(Directions for this task)
Since the entries below must stay intact, return each one exactly.

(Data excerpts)
// Copyright (c) 2026 Robert L. Snyder, Sierra Vista, AZ
// Licensed under the MIT License. See LICENSE file in the project root for details.

//! Section panel widget: one cell per slot, laid out in rows.

use ratatui::{
    buffer::Buffer,
    layout::Rect,
    style::{Color, Modifier, Style},
    text::{Line, Span},
    widgets::{Block, Paragraph, Widget},
};

use crate::board::{Section, Slot, SlotState};

/// Width of one slot cell in columns
pub const CELL_WIDTH: u16 = 18;

/// Number of cells that fit in `width`
pub fn columns_for(width: u16) -> usize {
    (width / CELL_WIDTH).max(1) as usize
}

/// State glyph shown before a slot's label
pub fn slot_glyph(slot: &Slot) -> &'static str {
    match slot.state() {
        SlotState::Playing => "▶",
        SlotState::Paused => "⏸",
        SlotState::Idle if slot.is_loaded() => "♪",
        SlotState::Idle => "·",
    }
}

/// Grid of a section's slots
pub struct SectionWidget<'a> {
    section: &'a Section,
    selected: Option<usize>,
    accent: Color,
    block: Option<Block<'a>>,
}

impl<'a> SectionWidget<'a> {
    /// Create a widget for a section
    pub fn new(section: &'a Section) -> Self {
        Self {
            section,
            selected: None,
            accent: Color::Green,
            block: None,
        }
    }

    /// Highlight the slot at `index`
    pub fn selected(mut self, index: Option<usize>) -> Self {
        self.selected = index;
        self
    }

    /// Color for playing slots
    pub fn accent(mut self, color: Color) -> Self {
        self.accent = color;
        self
    }

    /// Set the block wrapper
    pub fn block(mut self, block: Block<'a>) -> Self {
        self.block = Some(block);
        self
    }

    fn cell(&self, index: usize, slot: &'a Slot) -> Span<'a> {
        let width = CELL_WIDTH as usize - 1;
        let text = format!("{} {}", slot_glyph(slot), slot.label());
        let text: String = if text.chars().count() > width {
            let mut cut: String = text.chars().take(width - 1).collect();
            cut.push('…');
            cut
        } else {
            format!("{:<width$}", text, width = width)
        };

        let mut style = match slot.state() {
            SlotState::Playing => Style::default().fg(self.accent).add_modifier(Modifier::BOLD),
            SlotState::Paused => Style::default().fg(Color::Yellow),
            SlotState::Idle if slot.is_loaded() => Style::default().fg(Color::White),
            SlotState::Idle => Style::default().fg(Color::DarkGray),
        };
        if self.selected == Some(index) {
            style = style.add_modifier(Modifier::REVERSED);
        }
        Span::styled(text, style)
    }
}

impl Widget for SectionWidget<'_> {
    fn render(self, area: Rect, buf: &mut Buffer) {
        let area = if let Some(block) = self.block.clone() {
            let inner = block.inner(area);
            block.render(area, buf);
            inner
        } else {
            area
        };
        if area.height == 0 || area.width == 0 {
            return;
        }

        let columns = columns_for(area.width);
        let visible_rows = area.height as usize;
        let selected_row = self.selected.map(|i| i / columns).unwrap_or(0);
        // Scroll so the selected row stays on screen
        let first_row = selected_row.saturating_sub(visible_rows - 1);

        let lines: Vec<Line> = self
            .section
            .slots()
            .chunks(columns)
            .enumerate()
            .skip(first_row)
            .take(visible_rows)
            .map(|(row, slots)| {
                let spans: Vec<Span> = slots
                    .iter()
                    .enumerate()
                    .flat_map(|(col, slot)| {
                        [self.cell(row * columns + col, slot), Span::raw(" ")]
                    })
                    .collect();
                Line::from(spans)
            })
            .collect();

        Paragraph::new(lines).render(area, buf);
    }
}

(The completed task)
// Copyright (c) 2026 Robert L. Snyder, Sierra Vista, AZ
// Licensed under the MIT License. See LICENSE file in the project root for details.

//! Section panel widget: one cell per slot, laid out in rows.

use ratatui::{
    buffer::Buffer,
    layout::Rect,
    style::{Color, Modifier, Style},
    text::{Line, Span},
    widgets::{Block, Paragraph, Widget},
};

use crate::board::{Section, Slot, SlotState};

/// Width of one slot cell in columns
pub const CELL_WIDTH: u16 = 18;

/// Number of cells that fit in `width`
pub fn columns_for(width: u16) -> usize {
    (width / CELL_WIDTH).max(1) as usize
}

/// State glyph shown before a slot's label
pub fn slot_glyph(slot: &Slot) -> &'static str {
    match slot.state() {
        SlotState::Playing => "▶",
        SlotState::Paused => "⏸",
        SlotState::Idle if slot.is_loaded() => "♪",
        SlotState::Idle => "·",
    }
}

/// Grid of a section's slots
pub struct SectionWidget<'a> {
    section: &'a Section,
    selected: Option<usize>,
    accent: Color,
    block: Option<Block<'a>>,
}

impl<'a> SectionWidget<'a> {
    /// Create a widget for a section
    pub fn new(section: &'a Section) -> Self {
        Self {
            section,
            selected: None,
            accent: Color::Green,
            block: None,
        }
    }

    /// Highlight the slot at `index`
    pub fn selected(mut self, index: Option<usize>) -> Self {
        self.selected = index;
        self
    }

    /// Color for playing slots
    pub fn accent(mut self, color: Color) -> Self {
        self.accent = color;
        self
    }

    /// Set the block wrapper
    pub fn block(mut self, block: Block<'a>) -> Self {
        self.block = Some(block);
        self
    }

    fn cell(&self, index: usize, slot: &'a Slot) -> Span<'a> {
        let width = CELL_WIDTH as usize - 1;
        let text = format!("{} {}", slot_glyph(slot), slot.label());
        let text: String = if text.chars().count() > width {
            let mut cut: String = text.chars().take(width - 1).collect();
            cut.push('…');
            cut
        } else {
            format!("{:<width$}", text, width = width)
        };

        let mut style = match slot.state() {
            SlotState::Playing => Style::default().fg(self.accent).add_modifier(Modifier::BOLD),
            SlotState::Paused => Style::default().fg(Color::Yellow),
            SlotState::Idle if slot.is_loaded() => Style::default().fg(Color::White),
            SlotState::Idle => Style::default().fg(Color::DarkGray),
        };
        if self.selected == Some(index) {
            style = style.add_modifier(Modifier::REVERSED);
        }
        Span::styled(text, style)
    }
}

impl Widget for SectionWidget<'_> {
    fn render(self, area: Rect, buf: &mut Buffer) {
        let area = if let Some(block) = self.block.clone() {
            let inner = block.inner(area);
            block.render(area, buf);
            inner
        } else {
            area
        };
        if area.height == 0 || area.width == 0 {
            return;
        }

        let columns = columns_for(area.width);
        let visible_rows = area.height as usize;
        let selected_row = self.selected.map(|i| i / columns).unwrap_or(0);
        // Scroll so the selected row stays on screen
        let first_row = selected_row.saturating_sub(visible_rows - 1);

        let lines: Vec<Line> = self
            .section
            .slots()
            .chunks(columns)
            .enumerate()
            .skip(first_row)
            .take(visible_rows)
            .map(|(row, slots)| {
                let spans: Vec<Span> = slots
                    .iter()
                    .enumerate()
                    .flat_map(|(col, slot)| {
                        [self.cell(row * columns + col, slot), Span::raw(" ")]
                    })
                    .collect();
                Line::from(spans)
            })
            .collect();

        Paragraph::new(lines).render(area, buf);
    }
}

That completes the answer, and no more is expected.